Lately I've been refactoring some bash scripts into Python 3.7 as both a learning exercise and for real use in a project. The resulting implementation uses a very large ordered dictionary, say around 2 to 3 million entries. Storing the data this way has some significant advantages, reducing code complexity and processing time. However, there is one task that eludes me: how to step through the dictionary from a known starting point.

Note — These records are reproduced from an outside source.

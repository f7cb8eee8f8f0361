//! Live HTTP transport

use std::time::Duration;

use http_body_util::{BodyExt, Full};
use hyper::body::Bytes;
use hyper::{Method, Uri};
use hyper_util::client::legacy::connect::HttpConnector;
use hyper_util::client::legacy::Client;
use hyper_util::rt::TokioExecutor;
use tracing::{debug, warn};

use super::Transport;
use crate::config::LimitsConfig;
use crate::http::{Request, Response};
use crate::{Result, UnderstudyError};

/// Transport that performs real HTTP requests
pub struct HttpTransport {
    client: Client<HttpConnector, Full<Bytes>>,
    limits: LimitsConfig,
}

impl HttpTransport {
    /// Create a transport with default limits
    #[must_use]
    pub fn new() -> Self {
        Self::with_limits(LimitsConfig::default())
    }

    /// Create a transport with explicit limits
    #[must_use]
    pub fn with_limits(limits: LimitsConfig) -> Self {
        let client = Client::builder(TokioExecutor::new())
            .pool_idle_timeout(Duration::from_secs(90))
            .pool_max_idle_per_host(10)
            .build_http();

        Self { client, limits }
    }

    fn build_request(request: &Request) -> Result<hyper::Request<Full<Bytes>>> {
        let uri = request
            .url
            .parse::<Uri>()
            .map_err(|e| UnderstudyError::InvalidUrl(format!("'{}': {e}", request.url)))?;

        let method = request.method.parse::<Method>().map_err(|e| {
            UnderstudyError::Transport(format!("Invalid HTTP method '{}': {e}", request.method))
        })?;

        let mut builder = hyper::Request::builder().method(method).uri(uri);
        for (name, value) in &request.headers {
            builder = builder.header(name, value);
        }

        builder
            .body(Full::new(request.body.clone()))
            .map_err(|e| UnderstudyError::Transport(format!("Failed to build request: {e}")))
    }
}

impl Default for HttpTransport {
    fn default() -> Self {
        Self::new()
    }
}

impl Transport for HttpTransport {
    async fn round_trip(&self, request: &Request) -> Result<Response> {
        let http_request = Self::build_request(request)?;
        debug!("Sending {} {}", request.method, request.url);

        let response = self.client.request(http_request).await.map_err(|e| {
            warn!("Request failed: {e}");
            UnderstudyError::Transport(format!("Request to {} failed: {e}", request.url))
        })?;

        let header_count = response.headers().len();
        if header_count > self.limits.max_headers {
            return Err(UnderstudyError::Transport(format!(
                "Too many response headers: {header_count}"
            )));
        }

        let content_length = response
            .headers()
            .get(hyper::header::CONTENT_LENGTH)
            .and_then(|v| v.to_str().ok())
            .and_then(|v| v.parse::<usize>().ok());
        if let Some(size) = content_length.filter(|&size| size > self.limits.max_body_size) {
            return Err(UnderstudyError::DataTooLarge {
                size,
                limit: self.limits.max_body_size,
            });
        }

        let status = response.status().as_u16();
        let headers: Vec<(String, Bytes)> = response
            .headers()
            .iter()
            .map(|(name, value)| (name.to_string(), Bytes::copy_from_slice(value.as_bytes())))
            .collect();

        let body = response
            .into_body()
            .collect()
            .await
            .map_err(|e| UnderstudyError::Transport(format!("Failed to read response body: {e}")))?
            .to_bytes();

        if body.len() > self.limits.max_body_size {
            return Err(UnderstudyError::DataTooLarge {
                size: body.len(),
                limit: self.limits.max_body_size,
            });
        }

        debug!("{} {} -> {}", request.method, request.url, status);
        Ok(Response {
            status,
            headers,
            body,
        })
    }
}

If I were doing this in C, I would make pointer to the desired start point and walk the pointer. If there is any analogous operation in Python, I don't know it and can't find it. All the techniques I found seem to duplicate the some/all of information into a new list, which would be time consuming and waste a lot of memory in my application. It also seems that you can't slice a dictionary, even though they are now ordered by default.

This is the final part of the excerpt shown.